Monte Carlo workshop (Tage 1 & 2)

Posted in Statistics, Travel, University life with tags , , , , , , , , , , on February 21, 2013 by xi'an

IMG_4803Gathering with simulators from other fields (mostly [quantum] physicists) offers both the appeal of seeing different perspectives on simulation and the diffiulty of having to filter alien vocabulary and presentation styles (generally assuming too much background from the audience). For instance; while the first talk on Tuesday by Gergely Barnaföldi about using GPUs for simulation was quite accessible, showing poor performances of the (CPU based) Mersenne twister., when using Dieharder as the evaluator. (This was in comparison with GPU-based solutions.) This provided an interesting contrapoint to the (later) seminar by Frederik James on random generators. (Of course, I did have some preliminary background on the topic.)

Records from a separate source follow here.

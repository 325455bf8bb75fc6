//! Background loop driving periodic checks.
//!
//! One dedicated thread wakes every poll interval, asks the [`Updater`]
//! whether a check is due, and chains straight into download and install
//! when a newer version shows up. Stopping is cooperative: the stop signal is
//! observed at each wake, never in the middle of a check or install.

use std::panic::{self, AssertUnwindSafe};
use std::sync::mpsc::{self, Receiver, RecvTimeoutError, Sender};
use std::sync::{Arc, Mutex};
use std::thread::{self, JoinHandle};
use std::time::Duration;

use time::OffsetDateTime;

use super::{CheckOutcome, InstallOutcome, Updater};

struct Worker {
    stop_tx: Sender<()>,
    done_rx: Receiver<()>,
    handle: JoinHandle<()>,
}

/// Start/stop lifecycle around the update loop.
pub struct Scheduler {
    updater: Arc<Updater>,
    poll: Duration,
    stop_timeout: Duration,
    worker: Mutex<Option<Worker>>,
}

impl Scheduler {
    pub fn new(updater: Arc<Updater>) -> Self {
        let schedule = &updater.settings().schedule;
        let poll = schedule.poll_interval();
        let stop_timeout = schedule.stop_timeout();
        Self {
            updater,
            poll,
            stop_timeout,
            worker: Mutex::new(None),
        }
    }

    pub fn is_running(&self) -> bool {
        self.lock()
            .as_ref()
            .is_some_and(|w| !w.handle.is_finished())
    }

    /// Start the loop. No-op when it is already running.
    pub fn start(&self) -> std::io::Result<()> {
        let mut slot = self.lock();
        if slot.as_ref().is_some_and(|w| !w.handle.is_finished()) {
            tracing::info!("auto-updater already running");
            return Ok(());
        }

        let (stop_tx, stop_rx) = mpsc::channel();
        let (done_tx, done_rx) = mpsc::channel();
        let updater = Arc::clone(&self.updater);
        let poll = self.poll;
        let handle = thread::Builder::new()
            .name("upkeep-updater".into())
            .spawn(move || {
                run_loop(&updater, poll, &stop_rx);
                let _ = done_tx.send(());
            })?;

        *slot = Some(Worker {
            stop_tx,
            done_rx,
            handle,
        });
        tracing::info!(
            interval_secs = self.updater.settings().schedule.check_interval_secs,
            "auto-updater started"
        );
        Ok(())
    }

    /// Signal the loop and wait up to the stop timeout for it to exit.
    ///
    /// Returns `false` when the loop did not exit in time; the thread is
    /// then left behind rather than killed.
    pub fn stop(&self) -> bool {
        let Some(worker) = self.lock().take() else {
            return true;
        };
        let _ = worker.stop_tx.send(());
        match worker.done_rx.recv_timeout(self.stop_timeout) {
            Ok(()) | Err(RecvTimeoutError::Disconnected) => {
                let _ = worker.handle.join();
                tracing::info!("auto-updater stopped");
                true
            }
            Err(RecvTimeoutError::Timeout) => {
                tracing::warn!(
                    timeout_ms = self.stop_timeout.as_millis() as u64,
                    "auto-updater did not stop in time, leaking its thread"
                );
                false
            }
        }
    }

    /// Block until the loop exits.
    pub fn wait(&self) {
        let worker = self.lock().take();
        if let Some(worker) = worker {
            let _ = worker.handle.join();
        }
    }

    fn lock(&self) -> std::sync::MutexGuard<'_, Option<Worker>> {
        self.worker.lock().unwrap_or_else(|p| p.into_inner())
    }
}

impl Drop for Scheduler {
    fn drop(&mut self) {
        if self.lock().is_some() {
            self.stop();
        }
    }
}

fn run_loop(updater: &Updater, poll: Duration, stop_rx: &Receiver<()>) {
    loop {
        if panic::catch_unwind(AssertUnwindSafe(|| run_cycle(updater))).is_err() {
            tracing::error!("update cycle panicked, continuing");
        }
        match stop_rx.recv_timeout(poll) {
            Err(RecvTimeoutError::Timeout) => continue,
            Ok(()) | Err(RecvTimeoutError::Disconnected) => break,
        }
    }
}

/// One wake of the loop. Failures are recorded by the updater and never
/// end the loop.
fn run_cycle(updater: &Updater) {
    if !updater.should_check(OffsetDateTime::now_utc()) {
        return;
    }
    tracing::info!("time for automatic update check");
    match updater.check() {
        CheckOutcome::UpdateAvailable { version } => {
            tracing::info!(%version, "starting silent update");
            match updater.download_and_install(|_| {}) {
                InstallOutcome::HandedOff { .. } | InstallOutcome::Unchanged { .. } => {}
                other => tracing::warn!(?other, "silent update did not complete"),
            }
        }
        CheckOutcome::Failed => tracing::warn!("automatic check failed, retrying next cycle"),
        CheckOutcome::UpToDate | CheckOutcome::Rejected { .. } => {}
    }
}
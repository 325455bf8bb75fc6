use indicatif::ProgressStyle;

/// Spinner style used during ongoing operations.
/// - Yellow spinner with animated braille-style frames.
/// - Displays the current message (`{wide_msg}`) next to the spinner.
pub fn spinner_style() -> ProgressStyle {
    ProgressStyle::with_template("\x1b[33m{spinner}\x1b[0m {wide_msg}")
        .unwrap()
        .tick_strings(&["⣾", "⣽", "⣻", "⢿", "⡿", "⣟", "⣯", "⣷"])
}

/// Byte progress bar for artifact downloads.
pub fn download_style() -> ProgressStyle {
    ProgressStyle::with_template("\x1b[33m{bar:30}\x1b[0m {bytes}/{total_bytes} {wide_msg}")
        .unwrap()
        .progress_chars("█▉▊▋▌▍▎▏ ")
}

/// Green check mark followed by the final message.
pub fn ok_style() -> ProgressStyle {
    ProgressStyle::with_template("\x1b[32m✔\x1b[0m {wide_msg}").unwrap()
}

/// Red cross followed by the error message.
pub fn err_style() -> ProgressStyle {
    ProgressStyle::with_template("\x1b[31m✘\x1b[0m {wide_msg}").unwrap()
}
use sha2::{Digest, Sha256};
use std::fs;
use std::io::Read;
use std::path::{Path, PathBuf};
use std::process::{Child, Command};
use std::time::Duration;

const BUSY_RETRIES: u32 = 20;

pub fn sha256_file(path: &Path) -> std::io::Result<String> {
    let mut f = fs::File::open(path)?;
    let mut hasher = Sha256::new();
    let mut buf = [0u8; 8192];
    loop {
        let n = f.read(&mut buf)?;
        if n == 0 {
            break;
        }
        hasher.update(&buf[..n]);
    }
    Ok(hex::encode(hasher.finalize()))
}

#[cfg(unix)]
pub fn make_executable(p: &Path) -> std::io::Result<()> {
    use std::os::unix::fs::PermissionsExt;
    let mut perm = fs::metadata(p)?.permissions();
    perm.set_mode(0o755);
    fs::set_permissions(p, perm)
}

#[cfg(not(unix))]
pub fn make_executable(_p: &Path) -> std::io::Result<()> {
    Ok(())
}

/// `app.exe` + `new` → `app.exe.new`, in the same directory.
pub fn with_suffix(path: &Path, suffix: &str) -> PathBuf {
    let mut name = path
        .file_name()
        .map(|s| s.to_os_string())
        .unwrap_or_else(|| "file".into());
    name.push(".");
    name.push(suffix);
    path.with_file_name(name)
}

/// Remove `path` if present; failures are logged and swallowed.
pub fn remove_quietly(path: &Path) {
    match fs::remove_file(path) {
        Ok(()) => tracing::debug!(path = %path.display(), "removed"),
        Err(e) if e.kind() == std::io::ErrorKind::NotFound => {}
        Err(e) => tracing::warn!(path = %path.display(), "cleanup failed: {e}"),
    }
}

/// Spawn a program whose file was written moments ago.
///
/// A write handle inherited by a child forked elsewhere in the process makes
/// exec fail with `ExecutableFileBusy` until that child execs; retry briefly.
pub fn spawn_fresh(cmd: &mut Command) -> std::io::Result<Child> {
    let mut attempt = 0;
    loop {
        match cmd.spawn() {
            Err(e) if e.kind() == std::io::ErrorKind::ExecutableFileBusy && attempt < BUSY_RETRIES => {
                attempt += 1;
                std::thread::sleep(Duration::from_millis(25));
            }
            other => return other,
        }
    }
}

On the opposite, the second talk by Stefan Schäfer involved hybrid Monte Carlo methods but it took a lot of efforts (for me) to translate back to my understanding of the notion, gathered from this earlier Read Paper of Girolami and Calderhead, with the heat-bath and leapfrog algorithms. One extreme talk in this regard was William Lester’s talk on Wednesday morning on quantum Monte Carlo and its applications in computational chemistry where I could not get past the formulas! Too bad because it sounded quite innovative with notions like variational Monte Carlo and diffusion Monte Carlo… Nice movies, though. On the other hand, the final talk of the morning by Gabor Molnar-Saska on option pricing was highly pedagogical, defining everything and using simple examples as illustrations. (It certainly did not cure my misgivings about modelling the evolution of stock prices via pre-defined diffusions like Black-and-Scholes’, but the introduction was welcome, given the heterogeneity of the audience.) Both talks on transportation problems were also more accessible (maybe because they involved no pysics!)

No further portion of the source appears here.